Right now np.base_repr and sum(map(int,#)) take roughly 5 us on my computer respectively, meaning roughly 10 us for an iteration, and I am looking for an approach where you can accomplish what I did but 10 times faster.
(Edit: note about padding zeros on the left)
(Edit2: in hindsight, it is better to have the final representation be tuples of integers than strings).
(Edit3: for those wondering, the purpose of the code was to enumerate states of a spin-1 chain that have the same total S_z values.)
You can use itertools.product to generate the digits and then convert to the string representation:
import itertools as it
def new(n):
s = []
for digits in it.product((0, 1, 2), repeat=n):
if sum(digits) == n:
s.append(''.join(str(x) for x in digits))
return s
This gives me about 7x speedup:
In [8]: %timeit enumerateSpin(12)
2.39 s ± 7.2 ms per loop (mean ± std. dev. of 7 runs, 1 loop each)
In [9]: %timeit new(12)
347 ms ± 4.26 ms per loop (mean ± std. dev. of 7 runs, 1 loop each)

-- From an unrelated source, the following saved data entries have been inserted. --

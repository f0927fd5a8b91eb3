use rusqlite::{Connection, Result};

/// Create all tables and indexes. Safe to run on every startup.
pub fn run_migrations(conn: &Connection) -> Result<()> {
  conn.execute_batch(
    r#"
    PRAGMA foreign_keys = ON;

    CREATE TABLE IF NOT EXISTS decks (
      id INTEGER PRIMARY KEY AUTOINCREMENT,
      name TEXT NOT NULL,
      description TEXT,
      chat_user_id TEXT,
      chat_review_enabled INTEGER NOT NULL DEFAULT 0,
      created_at TEXT NOT NULL
    );

    CREATE TABLE IF NOT EXISTS cards (
      id INTEGER PRIMARY KEY AUTOINCREMENT,
      deck_id INTEGER NOT NULL,
      front_text TEXT NOT NULL,
      back_text TEXT NOT NULL,
      interval_days INTEGER NOT NULL DEFAULT 0 CHECK (interval_days >= 0),
      ease_factor REAL NOT NULL DEFAULT 2.5 CHECK (ease_factor >= 1.3),
      next_review_at TEXT NOT NULL,
      created_at TEXT NOT NULL,
      updated_at TEXT NOT NULL,
      FOREIGN KEY (deck_id) REFERENCES decks(id) ON DELETE CASCADE
    );

    CREATE TABLE IF NOT EXISTS review_logs (
      id INTEGER PRIMARY KEY AUTOINCREMENT,
      card_id INTEGER NOT NULL,
      outcome INTEGER NOT NULL,
      channel TEXT NOT NULL,
      interval_days INTEGER NOT NULL,
      ease_factor REAL NOT NULL,
      reviewed_at TEXT NOT NULL,
      FOREIGN KEY (card_id) REFERENCES cards(id) ON DELETE CASCADE
    );

    CREATE INDEX IF NOT EXISTS idx_cards_deck_next_review ON cards(deck_id, next_review_at);
    CREATE INDEX IF NOT EXISTS idx_cards_next_review ON cards(next_review_at);
    CREATE INDEX IF NOT EXISTS idx_decks_chat ON decks(chat_review_enabled, chat_user_id);
    CREATE INDEX IF NOT EXISTS idx_review_logs_card_id ON review_logs(card_id);
    "#,
  )?;

  Ok(())
}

Tested on Python 3.9.0 (IPython 7.20.0) (Linux).
The above procedure, using it.product, also generates numbers from which we know by reasoning that they don't obey the condition (this is the case for half of all numbers since the sum of digits must equal the number of digits). For n digits, we can compute the various counts of digits 2, 1 and 0 that eventually sum up to n. Then we can generate all distinct permutations of these digits and thus only generate relevant numbers:
import itertools as it
from more_itertools import distinct_permutations
def new2(n):
all_digits = (('2',)*i + ('1',)*(n-2*i) + ('0',)*i for i in range(n//2+1))
all_digits = it.chain.from_iterable(distinct_permutations(d) for d in all_digits)
return (''.join(digits) for digits in all_digits)
Especially for large numbers of n this gives an additional, significant speedup:
In [44]: %timeit -r 1 -n 1 new(16)
31.4 s ± 0 ns per loop (mean ± std. dev. of 1 run, 1 loop each)
In [45]: %timeit -r 1 -n 1 list(new2(16))
7.82 s ± 0 ns per loop (mean ± std. dev. of 1 run, 1 loop each)
Note that the above solutions new and new2 have O(1) memory scaling (change new to yield instead of append).